## Required work
Please transcribe the data that follows exactly, from its first line through the line that contains "the response body.".

## Records to use
//! HTTP client abstraction for testability

use futures::future::BoxFuture;

use super::types::LookupError;

/// User agent sent with every lookup request.
pub const USER_AGENT: &str = concat!("concierge-kiosk/", env!("CARGO_PKG_VERSION"));

/// Trait for async HTTP GET operations.
///
/// This abstraction allows lookup providers to be exercised against canned
/// responses in tests.
pub trait HttpClient: Send + Sync {
    /// Performs an HTTP GET request and returns the response body.
    fn get<'a>(&'a self, url: &'a str) -> BoxFuture<'a, Result<Vec<u8>, LookupError>>;
}

/// Real HTTP client implementation using reqwest.
#[derive(Clone)]
pub struct ReqwestClient {
    client: reqwest::Client,
}

impl ReqwestClient {
    /// Creates a new ReqwestClient with the given timeout.
    pub fn with_timeout(timeout_secs: u64) -> Result<Self, LookupError> {
        let client = reqwest::Client::builder()
            .timeout(std::time::Duration::from_secs(timeout_secs))
            .user_agent(USER_AGENT)
            .build()
            .map_err(|e| LookupError::HttpError(format!("Failed to create HTTP client: {}", e)))?;

        Ok(Self { client })
    }

    /// Creates a new ReqwestClient with a 10 second timeout.
    pub fn new() -> Result<Self, LookupError> {
        Self::with_timeout(10)
    }
}

impl HttpClient for ReqwestClient {
    fn get<'a>(&'a self, url: &'a str) -> BoxFuture<'a, Result<Vec<u8>, LookupError>> {
        Box::pin(async move {
            let response = self
                .client
                .get(url)
                .send()
                .await
                .map_err(|e| LookupError::HttpError(format!("Request failed: {}", e)))?;

            let status = response.status();
            if status == reqwest::StatusCode::TOO_MANY_REQUESTS
                || status == reqwest::StatusCode::FORBIDDEN
            {
                return Err(LookupError::Unavailable(format!("HTTP {} from {}", status, url)));
            }
            if !status.is_success() {
                return Err(LookupError::HttpError(format!("HTTP {} from {}", status, url)));
            }

            response
                .bytes()
                .await
                .map(|b| b.to_vec())
                .map_err(|e| LookupError::HttpError(format!("Failed to read response: {}", e)))
        })
    }
}
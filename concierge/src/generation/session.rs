//! Itinerary generation session.
//!
//! One session owns at most one generation run at a time. Each run streams
//! progressively refined [`PartialTrip`] snapshots and ends with a complete
//! [`Trip`] or a [`GenerationError`].
//!
//! # State Machine
//!
//! ```text
//! Idle ──generate()──► Generating ──first snapshot──► Streaming { n } ──► Completed
//!                          │                               │        └──► Failed(err)
//!                          └──────── stop() ───────────────┴──► Cancelled
//! ```
//!
//! A new `generate()` supersedes the running one through the session's
//! [`TaskSlot`]. The superseded stream yields nothing further, its task stops
//! at the next suspension point, and the new run starts from an empty trip.
//! Cancellation never produces an error.

use std::pin::Pin;
use std::sync::Arc;
use std::task::{Context, Poll};

use futures::{Stream, StreamExt};
use tokio::sync::{mpsc, watch};
use tracing::{debug, info, warn};

use super::collector::SnapshotCollector;
use super::error::GenerationError;
use super::model::{GenerationRequest, GenerativeModel};
use super::trip::{PartialTrip, Trip};
use crate::task_slot::{Generation, GenerationGuard, TaskContext, TaskSlot};

/// Snapshots buffered between the run and a slow consumer.
const EVENT_BUFFER: usize = 16;

/// Lifecycle of the session's latest run.
#[derive(Debug, Clone, Default, PartialEq)]
pub enum GenerationState {
    #[default]
    Idle,
    /// Request sent, no snapshot yet
    Generating,
    /// `snapshots` refined snapshots delivered so far
    Streaming { snapshots: usize },
    Completed,
    Failed(GenerationError),
    Cancelled,
}

impl GenerationState {
    /// `true` while a run is in progress.
    pub fn is_active(&self) -> bool {
        matches!(
            self,
            GenerationState::Generating | GenerationState::Streaming { .. }
        )
    }
}

/// The session state tagged with the run it belongs to.
#[derive(Debug, Clone, Default, PartialEq)]
pub struct GenerationStatus {
    pub generation: Generation,
    pub state: GenerationState,
}

/// One element of a generation stream.
#[derive(Debug, Clone, PartialEq)]
pub enum GenerationEvent {
    /// A refined snapshot; every field of earlier snapshots is still present
    Partial(Arc<PartialTrip>),
    /// Final, fully populated trip
    Completed(Arc<Trip>),
    /// The run failed; no further events follow
    Failed(GenerationError),
}

/// Events of one generation run.
///
/// Ends after a terminal event, or as soon as the run is superseded or stopped.
#[derive(Debug)]
pub struct GenerationStream {
    guard: GenerationGuard,
    events: mpsc::Receiver<GenerationEvent>,
}

impl GenerationStream {
    /// The run this stream belongs to.
    pub fn generation(&self) -> Generation {
        self.guard.generation()
    }
}

impl Stream for GenerationStream {
    type Item = GenerationEvent;

    fn poll_next(mut self: Pin<&mut Self>, cx: &mut Context<'_>) -> Poll<Option<Self::Item>> {
        if self.guard.is_stale() {
            self.events.close();
            return Poll::Ready(None);
        }
        match self.events.poll_recv(cx) {
            // Superseded while the event was buffered
            Poll::Ready(Some(_)) if self.guard.is_stale() => Poll::Ready(None),
            other => other,
        }
    }
}

/// Drives schema-constrained itinerary generation against a model.
pub struct ItineraryGenerationSession {
    model: Arc<dyn GenerativeModel>,
    slot: TaskSlot,
    status: Arc<watch::Sender<GenerationStatus>>,
}

impl std::fmt::Debug for ItineraryGenerationSession {
    fn fmt(&self, f: &mut std::fmt::Formatter<'_>) -> std::fmt::Result {
        f.debug_struct("ItineraryGenerationSession")
            .field("model", &self.model.name())
            .field("slot", &self.slot)
            .finish_non_exhaustive()
    }
}

impl ItineraryGenerationSession {
    pub fn new(model: Arc<dyn GenerativeModel>) -> Self {
        let (status, _) = watch::channel(GenerationStatus::default());
        Self {
            model,
            slot: TaskSlot::new("generation"),
            status: Arc::new(status),
        }
    }

    /// Start a new run, cancelling any run in progress.
    ///
    /// Must be called from within a Tokio runtime.
    pub fn generate(&self, request: GenerationRequest) -> GenerationStream {
        let (tx, rx) = mpsc::channel(EVENT_BUFFER);
        let model = Arc::clone(&self.model);
        let status = Arc::clone(&self.status);

        let ticket = self
            .slot
            .start(move |ctx| run(model, request, ctx, status, tx));
        let guard = self.slot.guard(ticket.generation());

        // Only if the run has not already published something newer
        let generation = ticket.generation();
        self.status.send_if_modified(|s| {
            if guard.is_current() && s.generation < generation {
                *s = GenerationStatus {
                    generation,
                    state: GenerationState::Generating,
                };
                true
            } else {
                false
            }
        });

        GenerationStream { guard, events: rx }
    }

    /// Cancel the run in progress, if any.
    pub fn stop(&self) {
        self.slot.cancel();
        // Cancelled keeps the stopped run's generation
        let mut stopped = None;
        self.status.send_if_modified(|s| {
            if s.state.is_active() {
                s.state = GenerationState::Cancelled;
                stopped = Some(s.generation);
                true
            } else {
                false
            }
        });
        if let Some(generation) = stopped {
            debug!(generation = %generation, "Itinerary generation stopped");
        }
    }

    /// Warm up the model ahead of the first request.
    pub async fn prewarm(&self) {
        self.model.prewarm().await;
    }

    pub fn subscribe(&self) -> watch::Receiver<GenerationStatus> {
        self.status.subscribe()
    }

    pub fn status(&self) -> GenerationStatus {
        self.status.borrow().clone()
    }

    pub fn current_generation(&self) -> Generation {
        self.slot.current_generation()
    }
}

async fn run(
    model: Arc<dyn GenerativeModel>,
    request: GenerationRequest,
    ctx: TaskContext,
    status: Arc<watch::Sender<GenerationStatus>>,
    events: mpsc::Sender<GenerationEvent>,
) {
    let guard = ctx.guard();
    info!(generation = %guard.generation(), model = model.name(), "Itinerary generation started");

    let opened = tokio::select! {
        biased;
        _ = ctx.cancelled() => return,
        opened = model.stream(request) => opened,
    };
    let mut deltas = match opened {
        Ok(deltas) => deltas,
        Err(e) => return fail(&ctx, &status, &events, e.into()).await,
    };

    let mut collector = SnapshotCollector::new();
    loop {
        let next = tokio::select! {
            biased;
            _ = ctx.cancelled() => {
                debug!(generation = %guard.generation(), "Generation superseded mid-stream");
                return;
            }
            next = deltas.next() => next,
        };
        let delta = match next {
            None => break,
            Some(Ok(delta)) => delta,
            Some(Err(e)) => return fail(&ctx, &status, &events, e.into()).await,
        };

        match collector.process(&delta) {
            Ok(Some(snapshot)) => {
                let state = GenerationState::Streaming {
                    snapshots: collector.snapshots(),
                };
                if !publish(&status, &guard, state) {
                    return;
                }
                if !deliver(&ctx, &events, GenerationEvent::Partial(snapshot)).await {
                    return;
                }
            }
            Ok(None) => {}
            Err(e) => return fail(&ctx, &status, &events, e).await,
        }
    }

    let snapshots = collector.snapshots();
    match collector.finish() {
        Ok(trip) => {
            if publish(&status, &guard, GenerationState::Completed) {
                info!(
                    generation = %guard.generation(),
                    snapshots,
                    days = trip.days.len(),
                    "Itinerary generation completed"
                );
                deliver(&ctx, &events, GenerationEvent::Completed(Arc::new(trip))).await;
            }
        }
        Err(e) => fail(&ctx, &status, &events, e).await,
    }
}

async fn fail(
    ctx: &TaskContext,
    status: &watch::Sender<GenerationStatus>,
    events: &mpsc::Sender<GenerationEvent>,
    error: GenerationError,
) {
    let guard = ctx.guard();
    if publish(status, &guard, GenerationState::Failed(error.clone())) {
        warn!(generation = %guard.generation(), error = %error, "Itinerary generation failed");
        deliver(ctx, events, GenerationEvent::Failed(error)).await;
    }
}

/// Send an event unless the run is cancelled first.
///
/// Returns `false` if the run was cancelled. A dropped consumer is not an
/// error: the run continues so the session state still reaches a terminal value.
async fn deliver(
    ctx: &TaskContext,
    events: &mpsc::Sender<GenerationEvent>,
    event: GenerationEvent,
) -> bool {
    tokio::select! {
        biased;
        _ = ctx.cancelled() => false,
        _ = events.send(event) => true,
    }
}

/// Replace the session state if `guard` is still current.
///
/// Returns `false` when the run has been superseded.
fn publish(
    status: &watch::Sender<GenerationStatus>,
    guard: &GenerationGuard,
    state: GenerationState,
) -> bool {
    let generation = guard.generation();
    let mut accepted = false;
    status.send_if_modified(|s| {
        if !guard.is_current() || s.generation > generation {
            return false;
        }
        accepted = true;
        if s.generation == generation && s.state == state {
            return false;
        }
        *s = GenerationStatus { generation, state };
        true
    });
    accepted
}
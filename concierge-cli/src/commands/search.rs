//! Search command - run one place search and list ranked results.

use concierge::coord::format_imperial;
use concierge::search::SearchStatus;

use crate::error::CliError;
use crate::runner::CliRunner;

/// Arguments for the search command.
pub struct SearchArgs {
    pub query: String,
    /// 1-based result to select for a ride quote.
    pub select: Option<usize>,
}

/// Run the search command.
pub async fn run(runner: &CliRunner, args: SearchArgs) -> Result<(), CliError> {
    if args.query.trim().is_empty() {
        println!("Nothing to search for.");
        return Ok(());
    }

    let dashboard = runner.dashboard_without_model()?;
    let mut state = dashboard.subscribe();

    dashboard.on_search_input(args.query.as_str());
    dashboard.on_search_submit();

    let snapshot = state
        .wait_for(|s| {
            matches!(
                s.search.status,
                SearchStatus::Ready | SearchStatus::Unavailable
            )
        })
        .await
        .map_err(|_| CliError::Config("dashboard stopped".to_string()))?
        .search
        .clone();

    if snapshot.status == SearchStatus::Unavailable {
        println!("Search is unavailable right now. Use --offline to search the built-in catalog.");
        return Ok(());
    }

    if snapshot.is_empty() {
        println!("No places found for '{}'.", snapshot.query);
        return Ok(());
    }

    println!("Places for '{}':", snapshot.query);
    for (i, result) in snapshot.results.iter().enumerate() {
        println!(
            "  [{}] {:<28} {:>8}  {}",
            i + 1,
            result.name,
            format_imperial(result.distance_from_reference),
            result.address_line
        );
    }

    if let Some(choice) = args.select {
        let quote = choice
            .checked_sub(1)
            .and_then(|index| dashboard.select_result(index))
            .ok_or_else(|| {
                CliError::Config(format!(
                    "--select must be between 1 and {}",
                    snapshot.results.len()
                ))
            })?;
        println!();
        println!("Ride to {}: {}", quote.destination, quote.price_text());
        println!("  {}", quote.bucket_label());
    }

    Ok(())
}
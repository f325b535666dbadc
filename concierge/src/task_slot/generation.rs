//! Generation identifiers and staleness guards.

use std::fmt;
use std::sync::atomic::{AtomicU64, Ordering};
use std::sync::Arc;

/// Monotonic identifier of one operation started through a task slot.
///
/// Generation `0` means "nothing has been started yet".
#[derive(Debug, Clone, Copy, PartialEq, Eq, PartialOrd, Ord, Hash, Default)]
pub struct Generation(u64);

impl Generation {
    /// The generation of a slot that has never started anything.
    pub const INITIAL: Generation = Generation(0);

    /// Wrap a raw counter value.
    pub const fn new(value: u64) -> Self {
        Self(value)
    }

    /// Raw counter value.
    pub const fn get(self) -> u64 {
        self.0
    }
}

impl fmt::Display for Generation {
    fn fmt(&self, f: &mut fmt::Formatter<'_>) -> fmt::Result {
        write!(f, "#{}", self.0)
    }
}

/// Checks whether a particular generation is still the slot's current one.
///
/// Cloned into background work so results can be dropped the moment they
/// become stale, without holding a reference to the slot itself.
#[derive(Debug, Clone)]
pub struct GenerationGuard {
    counter: Arc<AtomicU64>,
    generation: Generation,
}

impl GenerationGuard {
    pub(super) fn new(counter: Arc<AtomicU64>, generation: Generation) -> Self {
        Self {
            counter,
            generation,
        }
    }

    /// The generation this guard was issued for.
    pub fn generation(&self) -> Generation {
        self.generation
    }

    /// `true` while no newer operation has been started on the slot.
    pub fn is_current(&self) -> bool {
        self.counter.load(Ordering::Acquire) == self.generation.get()
    }

    /// `true` once a newer operation has superseded this one.
    pub fn is_stale(&self) -> bool {
        !self.is_current()
    }
}
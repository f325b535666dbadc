//! The kiosk's single UI-facing state owner.
//!
//! [`Dashboard`] wires the search box, distance cache, itinerary session,
//! ride estimator and map focus together. Every background result is turned
//! into a [`KioskEvent`] and folded into one [`KioskState`] published through
//! a `watch` channel. Views subscribe and render; they never own logic.
//!
//! ```text
//! DebouncedQuery ──snapshots──┐
//! DistanceResolutionCache ────┤
//! ItineraryGenerationSession ─┼──► KioskEvent ──► KioskState::apply ──► watch ──► views
//! select_result (ride) ───────┘                                      └──► FocusNotifier ──► map
//! ```

mod state;

pub use state::{ItineraryView, KioskEvent, KioskState, RideQuote};

use std::sync::Arc;

use futures::StreamExt;
use tokio::sync::watch;
use tokio::task::JoinHandle;
use tracing::{debug, info};

use crate::config::ConfigFile;
use crate::coord::Coordinate;
use crate::distance::DistanceResolutionCache;
use crate::focus::FocusNotifier;
use crate::generation::{
    itinerary_request, GenerationEvent, GenerativeModel, ItineraryGenerationSession,
};
use crate::profile::{RecommendationFeed, UserProfile};
use crate::provider::PlaceLookup;
use crate::ride::PricingModel;
use crate::search::{DebouncedQuery, PlaceSearchCoordinator};
use crate::task_slot::{Generation, TaskSlot};

/// Coordinates every background component behind one published state.
pub struct Dashboard {
    search: DebouncedQuery,
    distances: DistanceResolutionCache,
    session: ItineraryGenerationSession,
    pricing: PricingModel,
    hotel: Coordinate,
    focus: FocusNotifier,
    state: Arc<watch::Sender<KioskState>>,
    distance_slot: TaskSlot,
    itinerary_slot: TaskSlot,
    forwarders: Vec<JoinHandle<()>>,
}

impl std::fmt::Debug for Dashboard {
    fn fmt(&self, f: &mut std::fmt::Formatter<'_>) -> std::fmt::Result {
        f.debug_struct("Dashboard")
            .field("search", &self.search)
            .field("session", &self.session)
            .field("hotel", &self.hotel)
            .finish_non_exhaustive()
    }
}

impl Dashboard {
    /// Build a dashboard from configuration.
    ///
    /// Must be called from within a Tokio runtime.
    pub fn new(
        config: &ConfigFile,
        lookup: Arc<dyn PlaceLookup>,
        model: Arc<dyn GenerativeModel>,
        focus: FocusNotifier,
    ) -> Self {
        let search = DebouncedQuery::new(
            PlaceSearchCoordinator::new(Arc::clone(&lookup)),
            config.search_region(),
            config.search.debounce(),
        );
        let distances =
            DistanceResolutionCache::new(lookup, config.location.guest, config.distance_region());
        let session = ItineraryGenerationSession::new(model);
        let (state, _) = watch::channel(KioskState::default());
        let state = Arc::new(state);

        let forwarders = vec![
            forward(search.subscribe(), Arc::clone(&state), KioskEvent::SearchUpdated),
            forward(
                session.subscribe(),
                Arc::clone(&state),
                KioskEvent::ItineraryStatus,
            ),
        ];

        Self {
            search,
            distances,
            session,
            pricing: config.ride,
            hotel: config.location.hotel,
            focus,
            state,
            distance_slot: TaskSlot::new("distances"),
            itinerary_slot: TaskSlot::new("itinerary-view"),
            forwarders,
        }
    }

    pub fn subscribe(&self) -> watch::Receiver<KioskState> {
        self.state.subscribe()
    }

    pub fn state(&self) -> KioskState {
        self.state.borrow().clone()
    }

    /// Fold an event into the published state.
    pub fn apply(&self, event: KioskEvent) -> bool {
        apply(&self.state, event)
    }

    pub fn on_search_input(&self, text: impl Into<String>) {
        self.search.on_input(text);
    }

    pub fn on_search_submit(&self) {
        self.search.on_submit();
    }

    pub fn clear_search(&self) {
        self.search.clear();
    }

    /// Select the `index`-th visible search result.
    ///
    /// Quotes a ride from the hotel and asks the map to focus the place.
    /// Returns `None` if there is no such result.
    pub fn select_result(&self, index: usize) -> Option<RideQuote> {
        let place = self.state.borrow().search.results.get(index).cloned()?;
        let ride = self.pricing.estimate_between(&self.hotel, &place.coordinate);

        info!(place = %place.name, price = %ride, "Place selected");
        self.focus.notify_focus(place.coordinate, place.name.clone());
        self.apply(KioskEvent::PlaceSelected { place, ride });
        self.state.borrow().ride.clone()
    }

    pub fn clear_selection(&self) {
        self.apply(KioskEvent::SelectionCleared);
    }

    /// Resolve distances for the displayed recommendation names and publish them.
    pub async fn resolve_distances<S: AsRef<str>>(&self, names: &[S]) {
        for (name, text) in self.distances.resolve_all(names).await {
            self.apply(KioskEvent::DistanceResolved { name, text });
        }
    }

    /// Like [`resolve_distances`](Self::resolve_distances) without waiting.
    ///
    /// A newer call supersedes the previous list; lookups already started
    /// still complete into the cache.
    pub fn show_distances(&self, names: Vec<String>) {
        let distances = self.distances.clone();
        let state = Arc::clone(&self.state);
        self.distance_slot.start(move |ctx| async move {
            let resolved = tokio::select! {
                biased;
                _ = ctx.cancelled() => return,
                resolved = distances.resolve_all(&names) => resolved,
            };
            if ctx.is_current() {
                for (name, text) in resolved {
                    apply(&state, KioskEvent::DistanceResolved { name, text });
                }
            }
        });
    }

    /// Start generating a personalised itinerary, replacing any run in progress.
    ///
    /// Missing profile or feed data degrades the prompt.
    pub fn start_itinerary(
        &self,
        profile: Option<&UserProfile>,
        feed: Option<&RecommendationFeed>,
    ) -> Generation {
        let mut stream = self.session.generate(itinerary_request(profile, feed));
        let generation = stream.generation();
        debug!(generation = %generation, "Itinerary requested");

        let state = Arc::clone(&self.state);
        self.itinerary_slot.start(move |_ctx| async move {
            while let Some(event) = stream.next().await {
                let event = match event {
                    GenerationEvent::Partial(snapshot) => {
                        KioskEvent::ItinerarySnapshot {
                            generation,
                            snapshot,
                        }
                    }
                    GenerationEvent::Completed(trip) => {
                        KioskEvent::ItineraryCompleted { generation, trip }
                    }
                    // Surfaced through the session status
                    GenerationEvent::Failed(_) => continue,
                };
                apply(&state, event);
            }
        });
        generation
    }

    pub fn stop_itinerary(&self) {
        self.session.stop();
    }

    pub async fn prewarm(&self) {
        self.session.prewarm().await;
    }

    pub fn distances(&self) -> &DistanceResolutionCache {
        &self.distances
    }

    pub fn session(&self) -> &ItineraryGenerationSession {
        &self.session
    }

    pub fn search(&self) -> &DebouncedQuery {
        &self.search
    }
}

impl Drop for Dashboard {
    fn drop(&mut self) {
        for forwarder in &self.forwarders {
            forwarder.abort();
        }
    }
}

fn apply(state: &watch::Sender<KioskState>, event: KioskEvent) -> bool {
    state.send_if_modified(|s| s.apply(event))
}

/// Forward every value of `rx` into the kiosk state as an event.
fn forward<T, F>(
    mut rx: watch::Receiver<T>,
    state: Arc<watch::Sender<KioskState>>,
    to_event: F,
) -> JoinHandle<()>
where
    T: Clone + Send + Sync + 'static,
    F: Fn(T) -> KioskEvent + Send + 'static,
{
    tokio::spawn(async move {
        loop {
            let value = rx.borrow_and_update().clone();
            apply(&state, to_event(value));
            if rx.changed().await.is_err() {
                break;
            }
        }
    })
}
//! Generation error types.

use thiserror::Error;

/// Terminal failure of one itinerary generation run.
///
/// Cancellation is deliberately absent: a superseded or stopped run simply
/// ends without an error.
#[derive(Debug, Clone, PartialEq, Eq, Error)]
pub enum GenerationError {
    /// The model produced output that cannot be interpreted as a trip.
    #[error("Schema violation: {0}")]
    SchemaViolation(String),

    /// The generative service could not be reached or refused the request.
    #[error("Generation service unavailable: {0}")]
    ServiceUnavailable(String),
}

/// Transport-level failure of a [`GenerativeModel`](super::GenerativeModel).
#[derive(Debug, Clone, PartialEq, Eq, Error)]
pub enum ModelError {
    /// Request could not be sent or the connection dropped
    #[error("HTTP request failed: {0}")]
    Http(String),

    /// Server answered with a non-success status
    #[error("Unexpected HTTP status {status}: {body}")]
    Status { status: u16, body: String },

    /// Server is overloaded or rate limiting
    #[error("Service unavailable: {0}")]
    Unavailable(String),

    /// A stream frame could not be decoded
    #[error("Malformed stream frame: {0}")]
    Stream(String),
}

impl From<ModelError> for GenerationError {
    fn from(err: ModelError) -> Self {
        GenerationError::ServiceUnavailable(err.to_string())
    }
}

## Task solution
//! HTTP client abstraction for testability

use futures::future::BoxFuture;

use super::types::LookupError;

/// User agent sent with every lookup request.
pub const USER_AGENT: &str = concat!("concierge-kiosk/", env!("CARGO_PKG_VERSION"));

/// Trait for async HTTP GET operations.
///
/// This abstraction allows lookup providers to be exercised against canned
/// responses in tests.
pub trait HttpClient: Send + Sync {
    /// Performs an HTTP GET request and returns the response body.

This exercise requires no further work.